To all my other Shepherd colleagues (faculty, staff, students, and – yes – even the administration), you all are amazing. Over the years we’ve butted heads, we’ve argued, we’ve struggled with budget cuts and a changing academic environment. But, we’ve also laughed, and joked, and we’ve taught a lot of students, and we have, I hope, learned a thing or two ourselves along the way. They say it takes a village to raise a child, but the reality is that we humans are social critters. It takes a village for us to live. You all are my village. Thank you for being so amazing; I love you all.
This is, I think, the last of the Aftermath postings. That’s not to say that I’ve recovered, or healed, or whatever. I don’t think you ever recover from the loss of a child. I’ll be dealing with the aftermath of Jonathan’s death for the rest of my life. But, as I typed this entry I could sense a door somewhere in my head closing, and I could hear a single word, “Finis.”

Monday, July 30, 2012

Aftermath 3 Post Script

Do people write post scripts to blogs? Well, I'm going to. I meant to include this in the last entry, but as commonly happens, the words took on a life of their own as I wrote and went in a different direction.

One other simile: the loss of Jonathan is – in the truest sense of the phrase – a living nightmare, a horror from which I cannot awaken. When the knowledge of Jonathan’s death – no, knowledge is not the right word. I am constantly aware of his loss. What I mean is a sense of the enormity of it, the rending of the heart, the endlessness of the desert, the eternity with a hole in my spirit where a beloved son should be, the anguish of a promising life unfulfilled – when that strikes it does so with the same visceral shock that breaks you out of a nightmare, only there’s no waking from this…

Sunday, July 29, 2012

Aftermath Part 3: Metaphors

I was driving home from the Mall a couple of days ago. As I passed the place the Jonathan’s butcher used to be, tears began rolling down my face and the great emptiness welled up inside. The butcher’s place is no longer there, they went out of business before Jonathan died. But the memory was just enough to trigger the grief all over again.
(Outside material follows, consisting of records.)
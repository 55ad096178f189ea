//! Webhook target
//!
//! Posts the item as JSON to an HTTP endpoint and reads the published location
//! from the JSON response. Useful for destinations without a dedicated client,
//! such as a queue feeding a manual posting workflow.

use async_trait::async_trait;
use reqwest::Client;
use serde::{Deserialize, Serialize};
use std::collections::HashMap;

use super::{
    build_client, default_timeout, error_from_response, PublishTarget, TargetError, TargetResult,
};
use crate::models::ContentItem;

fn default_location_field() -> String {
    "url".to_string()
}

/// Webhook target configuration
#[derive(Debug, Clone, Serialize, Deserialize)]
pub struct WebhookConfig {
    /// Target identifier used in the content set
    pub id: String,

    /// Webhook URL endpoint
    pub url: String,

    /// Optional authentication token (sent as Bearer token)
    #[serde(default)]
    pub auth_token: Option<String>,

    /// Custom headers to include in requests
    #[serde(default)]
    pub headers: HashMap<String, String>,

    /// Response field holding the published location
    #[serde(default = "default_location_field")]
    pub location_field: String,

    /// Request timeout in seconds
    #[serde(default = "default_timeout")]
    pub timeout_secs: u64,
}

impl WebhookConfig {
    /// Create a new webhook configuration
    pub fn new(id: impl Into<String>, url: impl Into<String>) -> Self {
        Self {
            id: id.into(),
            url: url.into(),
            auth_token: None,
            headers: HashMap::new(),
            location_field: default_location_field(),
            timeout_secs: default_timeout(),
        }
    }

    /// Set authentication token
    pub fn with_auth_token(mut self, token: impl Into<String>) -> Self {
        self.auth_token = Some(token.into());
        self
    }

    /// Add a custom header
    pub fn with_header(mut self, key: impl Into<String>, value: impl Into<String>) -> Self {
        self.headers.insert(key.into(), value.into());
        self
    }

    /// Set the response field holding the location
    pub fn with_location_field(mut self, field: impl Into<String>) -> Self {
        self.location_field = field.into();
        self
    }

    /// Set request timeout
    pub fn with_timeout(mut self, timeout_secs: u64) -> Self {
        self.timeout_secs = timeout_secs;
        self
    }

    /// Validate configuration
    pub fn validate(&self) -> Result<(), String> {
        if self.id.trim().is_empty() {
            return Err("Webhook id cannot be empty".to_string());
        }

        let parsed = url::Url::parse(&self.url).map_err(|e| format!("Invalid webhook URL: {e}"))?;
        if !matches!(parsed.scheme(), "http" | "https") {
            return Err("Webhook URL must start with http:// or https://".to_string());
        }

        if self.timeout_secs == 0 {
            return Err("Timeout must be greater than 0".to_string());
        }

        Ok(())
    }
}

/// Webhook publishing target
///
/// # Payload Format
///
/// ```json
/// {
///   "target": "linkedin-queue",
///   "day": 3,
///   "title": "Article title",
///   "body": "Markdown body",
///   "tags": ["rust", "cli"]
/// }
/// ```
///
/// The endpoint answers with a JSON object whose `location_field` (default
/// `url`) holds the published location.
pub struct WebhookTarget {
    config: WebhookConfig,
    client: Client,
}

impl WebhookTarget {
    /// Create a new webhook target
    pub fn new(config: WebhookConfig) -> TargetResult<Self> {
        config.validate().map_err(TargetError::InvalidConfig)?;
        let client = build_client(config.timeout_secs)?;
        Ok(Self { config, client })
    }

    /// Get the webhook URL
    pub fn url(&self) -> &str {
        &self.config.url
    }

    fn build_payload(&self, item: &ContentItem) -> serde_json::Value {
        serde_json::json!({
            "target": self.config.id,
            "day": item.day,
            "title": item.title,
            "body": item.body,
            "tags": item.tags,
        })
    }
}

#[async_trait]
impl PublishTarget for WebhookTarget {
    fn id(&self) -> &str {
        &self.config.id
    }

    async fn publish(&self, item: &ContentItem) -> TargetResult<String> {
        let mut request = self.client.post(&self.config.url);

        if let Some(token) = &self.config.auth_token {
            request = request.bearer_auth(token);
        }

        for (key, value) in &self.config.headers {
            request = request.header(key, value);
        }

        let response = request.json(&self.build_payload(item)).send().await?;

        if !response.status().is_success() {
            return Err(error_from_response(response).await);
        }

        let body: serde_json::Value = response.json().await?;
        let location = body
            .get(&self.config.location_field)
            .and_then(|v| v.as_str())
            .filter(|s| !s.is_empty())
            .map(str::to_string)
            .ok_or_else(|| {
                TargetError::MalformedResponse(format!(
                    "missing '{}' field",
                    self.config.location_field
                ))
            })?;

        tracing::info!(
            day = item.day,
            target_id = %self.config.id,
            url = %location,
            "Webhook publish accepted"
        );
        Ok(location)
    }

    fn config(&self) -> serde_json::Value {
        serde_json::json!({
            "id": self.config.id,
            "url": self.config.url,
            "timeout_secs": self.config.timeout_secs,
            "has_auth": self.config.auth_token.is_some(),
            "custom_headers": self.config.headers.keys().collect::<Vec<_>>(),
            "location_field": self.config.location_field,
        })
    }
}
I never know what’s going to do that. It can be the sight of a photograph of Jonathan, even one that’s always in sight. A song. A place we went together. Sometimes the pain just strikes out of nowhere, with no obvious trigger. Even sleep is no refuge; I woke up crying Monday morning.

Trying to explain to someone else how this feels is difficult. There are no words to describe these feelings. Even if there were, they would be horrible words, unpronounceable words. Sometimes I feel that the only thing that could give voice to these feelings would be an inarticulate howl of pain and anguish and fear and anger. So I find myself relying on similes and metaphors.

We all know about the 800-pound gorilla. The knowledge of Jonathan’s death is an 800-pound gorilla crammed into my head with me. If I just sit quietly and stare out the window I can ignore the fact that it’s pressed up against me in here, and it might choose to ignore me. If I move at all, I bump into it. That might trigger an attack. And sometimes it simply chooses to savage me.

It is like trudging through a desert. Walking through loose and shifting sand is exhausting. Walking through the heat is exhausting. The desert extends as far as the eye can see (possibly to infinity) in all directions. There are occasional oases – time with Benjamin, lunch with a good friend – but life is just trudging on through the desert…

From the closing of The Little Prince:

Now my sorrow is comforted a little. That is to say – not entirely. But I know that he did go back to his planet, because I did not find his body at daybreak. It was not such a heavy body… And at night I love to listen to the stars. It is like five hundred million little bells…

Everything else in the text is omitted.